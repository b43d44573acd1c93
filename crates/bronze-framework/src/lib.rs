//! # Bronze Framework
//!
//! The event-processing core of the Bronze bot host.
//!
//! ## Components
//!
//! - [`Pipeline`]: runs each event through an ordered chain of [`Stage`]s
//!   ending in capability dispatch, then flushes the buffered replies.
//! - [`Registry`]: commands (text triggers or direct by name) and event
//!   listeners.
//! - [`SessionStore`] / [`DialogManager`]: per-conversation state for
//!   multi-turn dialogs and confirmation codes, on top of any
//!   [`KvStore`](bronze_core::KvStore).
//! - [`DialogStage`]: the stage that routes messages into open dialogs.
//!
//! ## Example
//!
//! ```rust,ignore
//! use std::sync::Arc;
//! use bronze_framework::prelude::*;
//!
//! let registry = Arc::new(Registry::new());
//! registry.register_command(
//!     Command::new("ping").trigger("/ping"),
//!     into_handler(|_inv: Invocation| async move { Ok(Some("pong".into())) }),
//! )?;
//!
//! let dialogs = DialogManager::new(SessionStore::new(Arc::new(MemoryKvStore::new())));
//! let pipeline = Pipeline::builder(registry.clone())
//!     .stage(TracingStage)
//!     .stage(DialogStage::new(dialogs, registry))
//!     .build();
//!
//! pipeline.execute(Event::message("u1", "/ping")).await;
//! ```

pub mod context;
pub mod dialog;
pub mod error;
pub mod handler;
pub mod memory;
pub mod pipeline;
pub mod registry;
pub mod session;
pub mod split;
pub mod stages;

pub use context::Context;
pub use dialog::{
    ConfirmationCheck, DEFAULT_CONFIRMATION_TTL, DEFAULT_DIALOG_TTL, DialogManager, DialogStage,
    generate_code,
};
pub use error::{
    BoxError, RegistryError, RegistryResult, SessionError, SessionResult, StageError, StageResult,
};
pub use handler::{
    BoxedHandler, BoxedListener, HandlerResult, Invocation, ListenerResult, into_handler,
    into_listener,
};
pub use memory::MemoryKvStore;
pub use pipeline::{BoxedStage, FnStage, Next, Pipeline, PipelineBuilder, Stage, stage_fn};
pub use registry::{Command, CommandMatch, DEFAULT_APOLOGY, DispatchOutcome, Registry};
pub use session::{DEFAULT_KEY_PREFIX, Session, SessionKey, SessionStore};
pub use split::shell_split;
pub use stages::{BlocklistStage, TracingStage};

/// Prelude for common imports.
pub mod prelude {
    pub use super::context::Context;
    pub use super::dialog::{DialogManager, DialogStage};
    pub use super::error::{StageError, StageResult};
    pub use super::handler::{HandlerResult, Invocation, into_handler, into_listener};
    pub use super::memory::MemoryKvStore;
    pub use super::pipeline::{Next, Pipeline, Stage};
    pub use super::registry::{Command, Registry};
    pub use super::session::{Session, SessionKey, SessionStore};
    pub use super::stages::TracingStage;
    pub use bronze_core::prelude::*;
}
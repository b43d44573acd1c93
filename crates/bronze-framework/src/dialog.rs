//! Multi-turn dialogs and confirmation codes.
//!
//! Capabilities use the [`DialogManager`] to park a conversation:
//!
//! - **Dialogs** route the user's next message back to a named capability
//!   (`action`), carrying a `step` and free-form `data` between turns.
//! - **Confirmations** guard a sensitive action behind a random three-digit
//!   code. Replying with exactly that code runs the action with
//!   [`Invocation::is_confirmed`](crate::Invocation::is_confirmed) set;
//!   anything else leaves the confirmation pending until it expires.
//!
//! The [`DialogStage`] is the pipeline half of this: it intercepts messages
//! from users with a live session before command matching runs.

use std::sync::Arc;
use std::time::Duration;

use async_trait::async_trait;
use rand::Rng;
use serde_json::{Map, Value};
use tracing::{debug, warn};

use crate::context::Context;
use crate::error::{RegistryError, SessionError, SessionResult, StageResult};
use crate::handler::Invocation;
use crate::pipeline::{Next, Stage};
use crate::registry::Registry;
use crate::session::{Session, SessionKey, SessionStore};
use crate::split::shell_split;

/// Default lifetime of a dialog session.
pub const DEFAULT_DIALOG_TTL: Duration = Duration::from_secs(300);

/// Default lifetime of a pending confirmation.
pub const DEFAULT_CONFIRMATION_TTL: Duration = Duration::from_secs(120);

/// Result of checking a reply against a pending confirmation.
#[derive(Debug, Clone, PartialEq)]
pub enum ConfirmationCheck {
    /// The code matched. The session has been cleared and is returned for
    /// the caller to run its action.
    Confirmed(Session),
    /// A confirmation is pending but the reply did not match. It stays pending.
    Mismatch(Session),
    /// No confirmation is pending for this conversation.
    NotPending,
}

/// Generates a zero-padded three-digit confirmation code.
pub fn generate_code() -> String {
    format!("{:03}", rand::thread_rng().gen_range(0..1000))
}

/// Starts, advances and ends dialog sessions.
#[derive(Debug, Clone)]
pub struct DialogManager {
    sessions: SessionStore,
    dialog_ttl: Duration,
    confirmation_ttl: Duration,
}

impl DialogManager {
    pub fn new(sessions: SessionStore) -> Self {
        Self {
            sessions,
            dialog_ttl: DEFAULT_DIALOG_TTL,
            confirmation_ttl: DEFAULT_CONFIRMATION_TTL,
        }
    }

    pub fn with_dialog_ttl(mut self, ttl: Duration) -> Self {
        self.dialog_ttl = ttl;
        self
    }

    pub fn with_confirmation_ttl(mut self, ttl: Duration) -> Self {
        self.confirmation_ttl = ttl;
        self
    }

    pub fn sessions(&self) -> &SessionStore {
        &self.sessions
    }

    /// Routes the next message from `key` to `action`, replacing any
    /// session already open for it.
    pub async fn start_dialog(
        &self,
        key: &SessionKey,
        plugin_id: &str,
        action: &str,
        step: &str,
    ) -> SessionResult<Session> {
        self.start_dialog_with_data(key, plugin_id, action, step, Map::new())
            .await
    }

    pub async fn start_dialog_with_data(
        &self,
        key: &SessionKey,
        plugin_id: &str,
        action: &str,
        step: &str,
        data: Map<String, Value>,
    ) -> SessionResult<Session> {
        let session = Session::new(plugin_id, action)
            .with_step(step)
            .with_data(data);
        self.sessions.put(key, &session, self.dialog_ttl).await?;
        debug!(%key, plugin = plugin_id, action, step, "Dialog started");
        Ok(session)
    }

    /// Moves the open dialog to `step`, restarting its TTL.
    pub async fn advance(&self, key: &SessionKey, step: &str) -> SessionResult<Session> {
        let mut session = self.require(key).await?;
        session.step = Some(step.to_string());
        self.sessions.put(key, &session, self.dialog_ttl).await?;
        Ok(session)
    }

    /// Merges `data` into the open dialog, restarting its TTL.
    pub async fn set_data(&self, key: &SessionKey, data: Map<String, Value>) -> SessionResult<Session> {
        let mut session = self.require(key).await?;
        session.data.extend(data);
        self.sessions.put(key, &session, self.dialog_ttl).await?;
        Ok(session)
    }

    pub async fn current(&self, key: &SessionKey) -> SessionResult<Option<Session>> {
        self.sessions.get(key).await
    }

    /// Ends whatever session is open for `key`. Returns whether one was.
    pub async fn finish(&self, key: &SessionKey) -> SessionResult<bool> {
        let removed = self.sessions.clear(key).await?;
        if removed {
            debug!(%key, "Session finished");
        }
        Ok(removed)
    }

    /// Parks `action` behind a fresh confirmation code and returns the code.
    pub async fn start_confirmation(
        &self,
        key: &SessionKey,
        plugin_id: &str,
        action: &str,
    ) -> SessionResult<String> {
        self.start_confirmation_with_data(key, plugin_id, action, Map::new())
            .await
    }

    pub async fn start_confirmation_with_data(
        &self,
        key: &SessionKey,
        plugin_id: &str,
        action: &str,
        data: Map<String, Value>,
    ) -> SessionResult<String> {
        let code = generate_code();
        let mut session = Session::new(plugin_id, action).with_data(data);
        session.confirmation_code = Some(code.clone());
        self.sessions.put(key, &session, self.confirmation_ttl).await?;
        debug!(%key, plugin = plugin_id, action, "Confirmation pending");
        Ok(code)
    }

    /// Compares `reply` (trimmed) against the pending code for `key`.
    pub async fn check_confirmation(&self, key: &SessionKey, reply: &str) -> SessionResult<ConfirmationCheck> {
        let Some(session) = self.sessions.get(key).await? else {
            return Ok(ConfirmationCheck::NotPending);
        };

        match session.confirmation_code.as_deref() {
            None => Ok(ConfirmationCheck::NotPending),
            Some(code) if code == reply.trim() => {
                self.sessions.clear(key).await?;
                debug!(%key, action = %session.action, "Confirmation accepted");
                Ok(ConfirmationCheck::Confirmed(session))
            }
            Some(_) => Ok(ConfirmationCheck::Mismatch(session)),
        }
    }

    async fn require(&self, key: &SessionKey) -> SessionResult<Session> {
        self.sessions
            .get(key)
            .await?
            .ok_or_else(|| SessionError::NotFound(key.to_string()))
    }
}

/// Pipeline stage that routes messages into open dialogs.
///
/// - A pending confirmation answered with the right code runs the guarded
///   action (confirmed) and stops the chain. A wrong answer falls through to
///   normal processing and the confirmation stays pending.
/// - An open dialog sends the message to its action and stops the chain.
/// - A session naming an unknown capability is cleared and ignored.
#[derive(Debug, Clone)]
pub struct DialogStage {
    dialogs: DialogManager,
    registry: Arc<Registry>,
}

impl DialogStage {
    pub fn new(dialogs: DialogManager, registry: Arc<Registry>) -> Self {
        Self { dialogs, registry }
    }

    async fn run_action(&self, ctx: &mut Context, key: &SessionKey, invocation: Invocation) -> Option<bool> {
        let action = invocation.capability().to_string();
        match self.registry.invoke(&action, invocation).await {
            Ok(reply) => {
                if let Some(reply) = reply {
                    ctx.push_reply(reply);
                }
                ctx.mark_handled();
                Some(true)
            }
            Err(RegistryError::UnknownCapability(_)) => {
                warn!(%key, action = %action, "Session names an unknown capability, clearing it");
                if let Err(e) = self.dialogs.finish(key).await {
                    warn!(%key, error = %e, "Failed to clear stale session");
                }
                None
            }
            Err(e) => {
                warn!(%key, error = %e, "Dialog action failed");
                None
            }
        }
    }
}

#[async_trait]
impl Stage for DialogStage {
    fn name(&self) -> &str {
        "dialog"
    }

    async fn handle(&self, ctx: &mut Context, next: Next<'_>) -> StageResult {
        if !ctx.event().is_message() {
            return next.run(ctx).await;
        }

        let key = SessionKey::new(ctx.event().user_id(), ctx.event().group_id());
        let Some(session) = self.dialogs.current(&key).await? else {
            return next.run(ctx).await;
        };

        if session.is_confirmation() {
            return match self.dialogs.check_confirmation(&key, ctx.text()).await? {
                ConfirmationCheck::Confirmed(session) => {
                    let invocation = Invocation::from_context(ctx, session.action.as_str())
                        .with_session(session)
                        .confirmed(true);
                    match self.run_action(ctx, &key, invocation).await {
                        Some(_) => Ok(()),
                        None => next.run(ctx).await,
                    }
                }
                ConfirmationCheck::Mismatch(_) | ConfirmationCheck::NotPending => {
                    next.run(ctx).await
                }
            };
        }

        debug!(%key, action = %session.action, step = ?session.step, "Continuing dialog");
        let invocation = Invocation::from_context(ctx, session.action.as_str())
            .with_args(shell_split(ctx.text()))
            .with_session(session);
        match self.run_action(ctx, &key, invocation).await {
            Some(_) => Ok(()),
            None => next.run(ctx).await,
        }
    }
}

⁂

Scan the records above. Return every line with "DialogStage" in it.

(Answer for this exercise)
//! - [`DialogStage`]: the stage that routes messages into open dialogs.
//!     .stage(DialogStage::new(dialogs, registry))
    ConfirmationCheck, DEFAULT_CONFIRMATION_TTL, DEFAULT_DIALOG_TTL, DialogManager, DialogStage,
    pub use super::dialog::{DialogManager, DialogStage};
//! The [`DialogStage`] is the pipeline half of this: it intercepts messages
pub struct DialogStage {
impl DialogStage {
impl Stage for DialogStage {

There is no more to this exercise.